* _Assignment_
Your answer should be every line of the records that contains the word "written".
----------
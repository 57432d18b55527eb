//! Building blocks shared by the creation and update coordinators.
//!
//! A reconciliation round on one multiple runs in four steps:
//!
//! 1. plan the case writes from a [`MembershipDelta`] and the elected lead,
//! 2. propagate them,
//! 3. derive the final member list from what was actually written,
//! 4. commit the multiple with compare-and-swap.
//!
//! On the synchronous path a lead whose write failed is replaced before the
//! commit, so the committed record names a lead whose flag was written
//! whenever any member's lead write succeeds.

use std::collections::{HashMap, HashSet};

use futures::future::join_all;
use serde::{Deserialize, Serialize};

use super::errors::CoordinationError;
use super::fan_out::FanOutItem;
use super::lead::{RoundKind, elect_lead};
use super::membership::MembershipDelta;
use super::ports::{CaseScope, CaseStoreClient, CaseStoreError, MultipleStore, SearchCriteria};
use super::propagation::{PropagationMode, PropagationPlan, Propagator};
use crate::domain::{
    CaseReference, ChangeSet, FieldEdits, MemberEntry, MultipleCase, MultipleReference,
    PropagationFailure, SingleCase, ValidationError,
};

// =============================================================================
// Round Outcome
// =============================================================================

/// Whether every case write of a round succeeded.
#[derive(Debug, Clone, Copy, PartialEq, Eq, Serialize, Deserialize)]
#[serde(tag = "status", rename_all = "snake_case")]
pub enum RoundStatus {
    /// Every write succeeded (or was durably enqueued).
    Complete,
    /// Some writes failed.
    Partial {
        /// Number of recorded failures.
        failed: usize,
    },
}

/// Result of a committed coordination round.
#[derive(Debug, Clone, PartialEq, Eq)]
pub struct RoundOutcome {
    /// The multiple as committed.
    pub multiple: MultipleCase,
    /// The target multiple as committed, when cases were moved.
    pub moved_to: Option<MultipleCase>,
    /// Per-case write failures.
    pub failures: Vec<PropagationFailure>,
    /// How the writes were propagated.
    pub mode: PropagationMode,
    /// Number of update jobs acknowledged by the durable queue.
    pub enqueued_jobs: usize,
}

impl RoundOutcome {
    /// Complete or partial.
    #[must_use]
    pub fn status(&self) -> RoundStatus {
        if self.failures.is_empty() {
            RoundStatus::Complete
        } else {
            RoundStatus::Partial {
                failed: self.failures.len(),
            }
        }
    }
}

// =============================================================================
// Targeting
// =============================================================================

/// Field edits and sub-group tag applied to a subset of the cases.
#[derive(Debug, Clone, Default)]
pub struct Targeting {
    targeted: HashSet<CaseReference>,
    edits: FieldEdits,
    sub_group: Option<String>,
}

impl Targeting {
    pub fn new(
        targeted: &[CaseReference],
        edits: FieldEdits,
        sub_group: Option<String>,
    ) -> Self {
        Self {
            targeted: targeted.iter().cloned().collect(),
            edits,
            sub_group,
        }
    }

    pub fn is_targeted(&self, reference: &CaseReference) -> bool {
        self.targeted.contains(reference)
    }

    /// Adds the edits and tag to `change_set` when `reference` is targeted.
    pub fn decorate(&self, reference: &CaseReference, change_set: ChangeSet) -> ChangeSet {
        if !self.is_targeted(reference) {
            return change_set;
        }
        let change_set = change_set.with_fields(&self.edits);
        match &self.sub_group {
            Some(sub_group) => change_set.with_sub_group(sub_group.as_str()),
            None => change_set,
        }
    }

    /// Tag to record on the member entry.
    pub fn tag_for(
        &self,
        reference: &CaseReference,
        previous: Option<&String>,
        written: bool,
    ) -> Option<String> {
        match &self.sub_group {
            Some(sub_group) if written && self.is_targeted(reference) => Some(sub_group.clone()),
            _ => previous.cloned(),
        }
    }
}

// =============================================================================
// Membership Pre-check
// =============================================================================

/// Splits `candidates` into cases that may join `reference` and failures.
///
/// A case the store does not know, or one that belongs to another multiple,
/// is reported and left out.
pub async fn check_joiners(
    case_store: &dyn CaseStoreClient,
    scope: &CaseScope,
    reference: &MultipleReference,
    candidates: &[CaseReference],
) -> (Vec<CaseReference>, Vec<PropagationFailure>) {
    if candidates.is_empty() {
        return (Vec::new(), Vec::new());
    }
    let found = load_cases(case_store, scope, candidates).await;
    let mut failures = Vec::new();
    let mut eligible = Vec::with_capacity(candidates.len());

    for case_reference in candidates {
        match found.iter().find(|(loaded, _)| loaded == case_reference) {
            Some((_, Ok(case))) if case.belongs_elsewhere(Some(reference)) => {
                let other = case
                    .multiple_reference
                    .as_ref()
                    .map_or_else(String::new, ToString::to_string);
                failures.push(PropagationFailure::new(
                    case_reference.clone(),
                    format!("already belongs to multiple {other}"),
                ));
            }
            Some((_, Ok(_))) => eligible.push(case_reference.clone()),
            Some((_, Err(error))) => {
                failures.push(PropagationFailure::new(case_reference.clone(), error.to_string()));
            }
            None => failures.push(PropagationFailure::new(case_reference.clone(), "not found")),
        }
    }

    for failure in &failures {
        tracing::warn!(
            multiple_reference = %reference,
            case_reference = %failure.case_reference,
            reason = %failure.reason,
            "case cannot join multiple"
        );
    }
    (eligible, failures)
}

/// Loads the cases with one search, falling back to one retrieve per case if
/// the search fails.
async fn load_cases(
    case_store: &dyn CaseStoreClient,
    scope: &CaseScope,
    candidates: &[CaseReference],
) -> Vec<(CaseReference, Result<SingleCase, CaseStoreError>)> {
    let criteria = SearchCriteria::by_references(candidates);
    match case_store
        .search(&scope.single_case_type_id, &criteria)
        .await
    {
        Ok(cases) => cases
            .into_iter()
            .map(|case| (case.case_reference.clone(), Ok(case)))
            .collect(),
        Err(error) => {
            tracing::warn!(
                error = %error,
                cases = candidates.len(),
                "case search failed, retrieving cases one by one"
            );
            let retrievals = candidates.iter().map(|case_reference| {
                let retrieval = case_store.retrieve(
                    &scope.single_case_type_id,
                    &scope.jurisdiction,
                    case_reference,
                );
                let case_reference = case_reference.clone();
                async move { (case_reference, retrieval.await) }
            });
            join_all(retrievals)
                .await
                .into_iter()
                .filter(|(_, result)| !matches!(result, Err(CaseStoreError::NotFound(_))))
                .collect()
        }
    }
}

// =============================================================================
// Write Planning
// =============================================================================

/// The writes of a round plus the lead flag each write sets.
#[derive(Debug, Default)]
pub struct WritePlan {
    pub plan: PropagationPlan,
    pub planned_lead: HashMap<CaseReference, bool>,
}

impl WritePlan {
    pub fn detach(&mut self, multiple: &MultipleReference, reference: &CaseReference) {
        self.planned_lead.insert(reference.clone(), false);
        self.plan.detach.push(FanOutItem::new(
            reference.clone(),
            ChangeSet::detach(multiple.clone()),
        ));
    }

    pub fn write(&mut self, reference: &CaseReference, change_set: ChangeSet) {
        if change_set.is_empty() {
            return;
        }
        if let Some(lead) = change_set.lead() {
            self.planned_lead.insert(reference.clone(), lead);
        }
        self.plan
            .write
            .push(FanOutItem::new(reference.clone(), change_set));
    }
}

/// Plans the writes reconciling `current` to `delta` with `lead` as lead.
pub fn plan_reconciliation(
    reference: &MultipleReference,
    current: &MultipleCase,
    delta: &MembershipDelta,
    lead: Option<&CaseReference>,
    targeting: &Targeting,
) -> WritePlan {
    let mut writes = WritePlan::default();
    for detached in &delta.to_detach {
        writes.detach(reference, detached);
    }
    for attached in &delta.to_attach {
        let change_set = ChangeSet::attach(reference.clone(), lead == Some(attached));
        writes.write(attached, targeting.decorate(attached, change_set));
    }
    for kept in &delta.unchanged {
        let was_lead = current.member(kept).is_some_and(|member| member.lead);
        let is_lead = lead == Some(kept);
        let change_set = if was_lead == is_lead {
            ChangeSet::empty()
        } else {
            ChangeSet::set_lead(is_lead)
        };
        writes.write(kept, targeting.decorate(kept, change_set));
    }
    writes
}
----------
* _Expected answer_
//! 3. derive the final member list from what was actually written,
//! commit, so the committed record names a lead whose flag was written
        written: bool,
            Some(sub_group) if written && self.is_targeted(reference) => Some(sub_group.clone()),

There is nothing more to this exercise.